Minn. school evacuated, students hospitalized

Thirty students from a school in Springfield, Minn. received treatment for suspected carbon monoxide poisoning on Thursday morning.

Mayo Clinic Health System spokesperson Micah Dorfner said the students were treated at the Mayo Clinic facility in the town an hour west of Mankato. One student was still being evaluated as of Thursday evening; the others were treated and released.

Dorfner said the students were treated for carbon monoxide poisoning but that the cause of the students' sickness is still under investigation.

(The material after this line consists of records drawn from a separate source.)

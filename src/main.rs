use std::sync::Arc;

use actix_web::{web, App, HttpRequest, HttpResponse, HttpServer};
use battle_server::{
    battle::BattleCoordinator,
    cache,
    env::{Settings, StoreBackend},
    http::{create_player, get_battle_results, start_battle},
    metrics,
    secrets::EnvSecretProvider,
    store::{memory::MemoryGameStore, postgres::PostgresGameStore, GameStore},
    AppState, LoggerManager,
};
use prometheus::{Encoder, TextEncoder};
use tracing::info;

#[actix_web::main]
async fn main() -> std::io::Result<()> {
    dotenv::dotenv().ok();

    let settings = Settings::new().expect("Failed to load settings");

    let logger_manager = Arc::new(LoggerManager::setup(&settings));
    info!("Logger initialized");

    let secret_provider = EnvSecretProvider;
    let lock_cache = cache::connect_lock_cache(&settings.lock_cache, &secret_provider).await;

    let store: Arc<dyn GameStore> = match settings.store.backend {
        StoreBackend::Postgres => {
            let database_url = std::env::var("DATABASE_URL").expect("DATABASE_URL must be set");
            let store = PostgresGameStore::connect(&database_url)
                .await
                .expect("Failed to connect to the game store");
            info!("Game store connected (postgres)");
            Arc::new(store)
        }
        StoreBackend::Memory => {
            info!("Game store running in-memory; data will not survive a restart");
            Arc::new(MemoryGameStore::new())
        }
    };

    let metrics_registry = prometheus::Registry::new();
    metrics::register_custom_metrics(&metrics_registry)
        .expect("Failed to register custom metrics");
    info!("Metrics initialized and registered");

    let coordinator = Arc::new(BattleCoordinator::new(
        store.clone(),
        lock_cache,
        &settings.lock_cache,
        &settings.battle,
    ));

    let app_state = AppState {
        settings: settings.clone(),
        coordinator,
        store,
        logger_manager,
        metrics_registry: metrics_registry.clone(),
    };

    let bind_address = format!("{}:{}", settings.server.bind_address, settings.server.port);
    info!("Starting HTTP server on {}", bind_address);

    let server = HttpServer::new(move || {
        // /metrics endpoint (optional auth)
        let metrics_route = |req: HttpRequest, state: web::Data<AppState>| async move {
            if let Some(expected_token) = &state.settings.server.metrics_auth_token {
                let provided_token = req
                    .headers()
                    .get("Authorization")
                    .and_then(|h| h.to_str().ok())
                    .and_then(|s| s.strip_prefix("Bearer "));

                if provided_token != Some(expected_token.as_str()) {
                    return HttpResponse::Unauthorized()
                        .body("Unauthorized: Invalid or missing token");
                }
            }

            let metric_families = state.metrics_registry.gather();
            let mut buffer = Vec::new();
            let encoder = TextEncoder::new();

            if let Err(e) = encoder.encode(&metric_families, &mut buffer) {
                return HttpResponse::InternalServerError()
                    .body(format!("Metrics encode error: {}", e));
            }

            HttpResponse::Ok()
                .content_type(encoder.format_type())
                .body(buffer)
        };

        // Healthcheck endpoints
        let health_route = || async { HttpResponse::Ok().body("OK") };
        let ready_route = || async { HttpResponse::Ok().body("READY") };

        App::new()
            .app_data(web::Data::new(app_state.clone()))
            .service(start_battle)
            .service(get_battle_results)
            .service(create_player)
            .route("/metrics", web::get().to(metrics_route))
            .route("/health", web::get().to(health_route))
            .route("/ready", web::get().to(ready_route))
    })
    .bind(&bind_address)?
    .run();

    info!("Battle Server is running on {}", bind_address);

    server.await?;
    info!("Battle Server has shut down gracefully");

    Ok(())
}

The Associated Press reported that the school was evacuated shortly after 9:30 a.m., and that students and staff who weren't sickened were taken to the Springfield Community Center.

CenterPoint Energy employees helped authorities investigate the cause of the students' sickness, even though the company doesn't manage the gas in public buildings like schools, said CenterPoint spokesperson Rebecca Virden.

"We are not getting any carbon monoxide in the atmosphere now," Virden said Thursday afternoon. "We are working very closely with emergency responders and school officials, who have brought in an environmental testing agency, to try and work with our expert employees and determine what could [have] happened in that school that's not there now."

Virden said CenterPoint Energy employees have been asked to assist in the investigation again on Friday morning.

Springfield Public Schools Superintendent Keith Kottke said investigators will try to recreate conditions Friday to discover the cause of the sickness. He said school has been canceled at the K-12 facility on Friday.

The Associated Press contributed to this report.